Going through terrible highs and lows. Sometimes the high is so high, there is no time to write. And at other times, the low is o abysmal, that words become so sticky and morose. These are the days when I would rather not speak to anyone, rather not communicate at all.
In this death ward of this great silence, I float listlessly. I hear screams and tears flowing my way from far away, for the sins of a lifetime, mostly unatoned. I feel the fever of loss in my veins, sometimes for a moment, mostly for a lifetime. Memories grow and wither and I have nothing but a silent benediction for the dead, for the lost and for the overwhelmed memories in me.
I know these are the mornings when I see nothing but gray. Is there a poem in all this? I am sure there is, but a better person must write it.
Somewhere there is a buffalo stomping his feet, someone is weeping silently, a bundle of sorrows is unhurled in a room far away. It has been three years since he died. He was led silently to his slaughter by the disease that raged through his body, yet he held his head high and went with dignity.

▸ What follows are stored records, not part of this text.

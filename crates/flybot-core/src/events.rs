//! Events emitted by the simulation for HUD, effects and replication.

use glam::{DQuat, DVec3};
use serde::{Deserialize, Serialize};

use crate::enums::Visibility;
use crate::gauge::GaugeReading;
use crate::types::{PlayerId, ShotId};

/// Gameplay events for logging, effects and audio.
#[derive(Debug, Clone, PartialEq, Serialize, Deserialize)]
#[serde(tag = "type")]
pub enum SimEvent {
    PawnJoined {
        player: PlayerId,
        spawn_slot: Option<usize>,
    },
    PawnLeft {
        player: PlayerId,
    },
    ShotFired {
        player: PlayerId,
        shot: ShotId,
        position: DVec3,
    },
    /// A shot resolved against something damageable.
    ShotHit {
        shot: ShotId,
        instigator: PlayerId,
        target: PlayerId,
        /// Health change that actually landed.
        applied: f64,
    },
    /// Cosmetic hit effect; fired once per resolved contact.
    ImpactEffect {
        shot: ShotId,
        position: DVec3,
        orientation: DQuat,
    },
    /// A shot reached the end of its lifetime without contact.
    ShotExpired {
        shot: ShotId,
    },
    /// Health crossed to zero. Fired once per crossing.
    PawnEliminated {
        player: PlayerId,
        by: Option<PlayerId>,
    },
}

/// A gauge change for a specific player's HUD.
#[derive(Debug, Clone, Copy, PartialEq, Serialize, Deserialize)]
pub struct HudUpdate {
    pub player: PlayerId,
    pub reading: GaugeReading,
}

/// The complete set of fields mirrored to remote peers.
#[derive(Debug, Clone, Copy, PartialEq, Serialize, Deserialize)]
#[serde(tag = "field")]
pub enum ReplicatedField {
    Shooting { shooting: bool },
    Health { current: f64, max: f64 },
}

impl ReplicatedField {
    /// Shooting intent is visible to everyone; health only to its owner.
    pub fn visibility(&self) -> Visibility {
        match self {
            ReplicatedField::Shooting { .. } => Visibility::Observers,
            ReplicatedField::Health { .. } => Visibility::Owner,
        }
    }
}

/// One outward replication record, consumed by a transport adapter.
#[derive(Debug, Clone, Copy, PartialEq, Serialize, Deserialize)]
pub struct ReplicationEvent {
    pub player: PlayerId,
    pub field: ReplicatedField,
    pub scope: Visibility,
}

impl ReplicationEvent {
    pub fn new(player: PlayerId, field: ReplicatedField) -> Self {
        Self {
            player,
            field,
            scope: field.visibility(),
        }
    }
}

I wish I could apologize everyday. There was so much I wanted to say, so much I wanted to do. But in the end, all that was left was a dream and a short phone call. Three years pass ever so quickly. My life keeps getting complicated. You are not there to teach me to be a man when I am challenged with the burdens and decisions.
I miss you dad. I really do. On a day like today when there is nothing more I need than to make a phone call and reach out to you.